Saved data entries
= = = = =

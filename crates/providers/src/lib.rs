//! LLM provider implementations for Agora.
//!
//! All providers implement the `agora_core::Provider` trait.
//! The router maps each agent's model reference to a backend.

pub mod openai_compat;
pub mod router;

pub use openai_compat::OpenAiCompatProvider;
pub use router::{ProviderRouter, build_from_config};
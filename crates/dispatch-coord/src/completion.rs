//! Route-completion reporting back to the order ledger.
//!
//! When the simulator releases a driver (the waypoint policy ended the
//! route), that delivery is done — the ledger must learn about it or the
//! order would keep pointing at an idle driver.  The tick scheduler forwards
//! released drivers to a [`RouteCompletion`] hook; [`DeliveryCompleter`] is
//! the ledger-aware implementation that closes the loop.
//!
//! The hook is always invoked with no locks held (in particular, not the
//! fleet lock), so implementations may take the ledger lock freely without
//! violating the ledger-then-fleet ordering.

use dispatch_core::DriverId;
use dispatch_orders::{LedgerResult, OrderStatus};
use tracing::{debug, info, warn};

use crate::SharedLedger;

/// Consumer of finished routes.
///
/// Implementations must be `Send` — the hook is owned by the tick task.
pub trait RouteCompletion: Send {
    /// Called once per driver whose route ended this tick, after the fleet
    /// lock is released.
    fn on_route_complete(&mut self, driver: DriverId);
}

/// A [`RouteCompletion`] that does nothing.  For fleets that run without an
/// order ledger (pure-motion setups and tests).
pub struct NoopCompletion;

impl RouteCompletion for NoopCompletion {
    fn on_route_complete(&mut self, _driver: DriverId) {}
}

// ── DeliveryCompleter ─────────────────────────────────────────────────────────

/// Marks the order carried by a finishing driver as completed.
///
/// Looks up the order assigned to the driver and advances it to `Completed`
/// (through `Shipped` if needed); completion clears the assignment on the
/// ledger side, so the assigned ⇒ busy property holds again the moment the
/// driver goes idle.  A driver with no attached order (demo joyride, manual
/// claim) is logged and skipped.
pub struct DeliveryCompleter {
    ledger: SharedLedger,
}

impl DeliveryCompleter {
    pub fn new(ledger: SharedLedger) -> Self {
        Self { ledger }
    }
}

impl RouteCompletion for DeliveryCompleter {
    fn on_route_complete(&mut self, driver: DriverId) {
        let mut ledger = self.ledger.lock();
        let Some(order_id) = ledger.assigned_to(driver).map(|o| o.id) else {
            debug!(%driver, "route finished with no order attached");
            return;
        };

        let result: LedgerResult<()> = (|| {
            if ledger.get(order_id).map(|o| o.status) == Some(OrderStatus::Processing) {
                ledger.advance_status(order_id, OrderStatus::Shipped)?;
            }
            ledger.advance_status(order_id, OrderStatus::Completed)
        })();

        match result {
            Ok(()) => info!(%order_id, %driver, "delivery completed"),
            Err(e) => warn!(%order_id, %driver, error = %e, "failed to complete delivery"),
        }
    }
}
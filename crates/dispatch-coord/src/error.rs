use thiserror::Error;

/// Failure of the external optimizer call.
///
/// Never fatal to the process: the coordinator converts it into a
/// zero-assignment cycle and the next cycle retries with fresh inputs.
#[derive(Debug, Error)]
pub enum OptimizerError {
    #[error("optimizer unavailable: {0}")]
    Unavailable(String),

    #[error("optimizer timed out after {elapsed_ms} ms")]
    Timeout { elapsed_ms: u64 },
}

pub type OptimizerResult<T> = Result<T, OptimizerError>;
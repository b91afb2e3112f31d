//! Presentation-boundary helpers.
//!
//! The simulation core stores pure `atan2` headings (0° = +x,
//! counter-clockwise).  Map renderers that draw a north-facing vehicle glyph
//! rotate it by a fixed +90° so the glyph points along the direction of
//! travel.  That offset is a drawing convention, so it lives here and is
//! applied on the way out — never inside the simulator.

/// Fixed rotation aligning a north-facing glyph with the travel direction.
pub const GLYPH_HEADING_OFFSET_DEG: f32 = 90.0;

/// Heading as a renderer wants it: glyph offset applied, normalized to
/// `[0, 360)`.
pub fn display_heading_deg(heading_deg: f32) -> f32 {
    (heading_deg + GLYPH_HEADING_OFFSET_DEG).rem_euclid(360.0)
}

= = = = =

Required work. All lines from the one with "inside the simulator." to the end of the records must be set down exactly. Skip every line before it.

Result.
//! applied on the way out — never inside the simulator.

/// Fixed rotation aligning a north-facing glyph with the travel direction.
pub const GLYPH_HEADING_OFFSET_DEG: f32 = 90.0;

/// Heading as a renderer wants it: glyph offset applied, normalized to
/// `[0, 360)`.
pub fn display_heading_deg(heading_deg: f32) -> f32 {
    (heading_deg + GLYPH_HEADING_OFFSET_DEG).rem_euclid(360.0)
}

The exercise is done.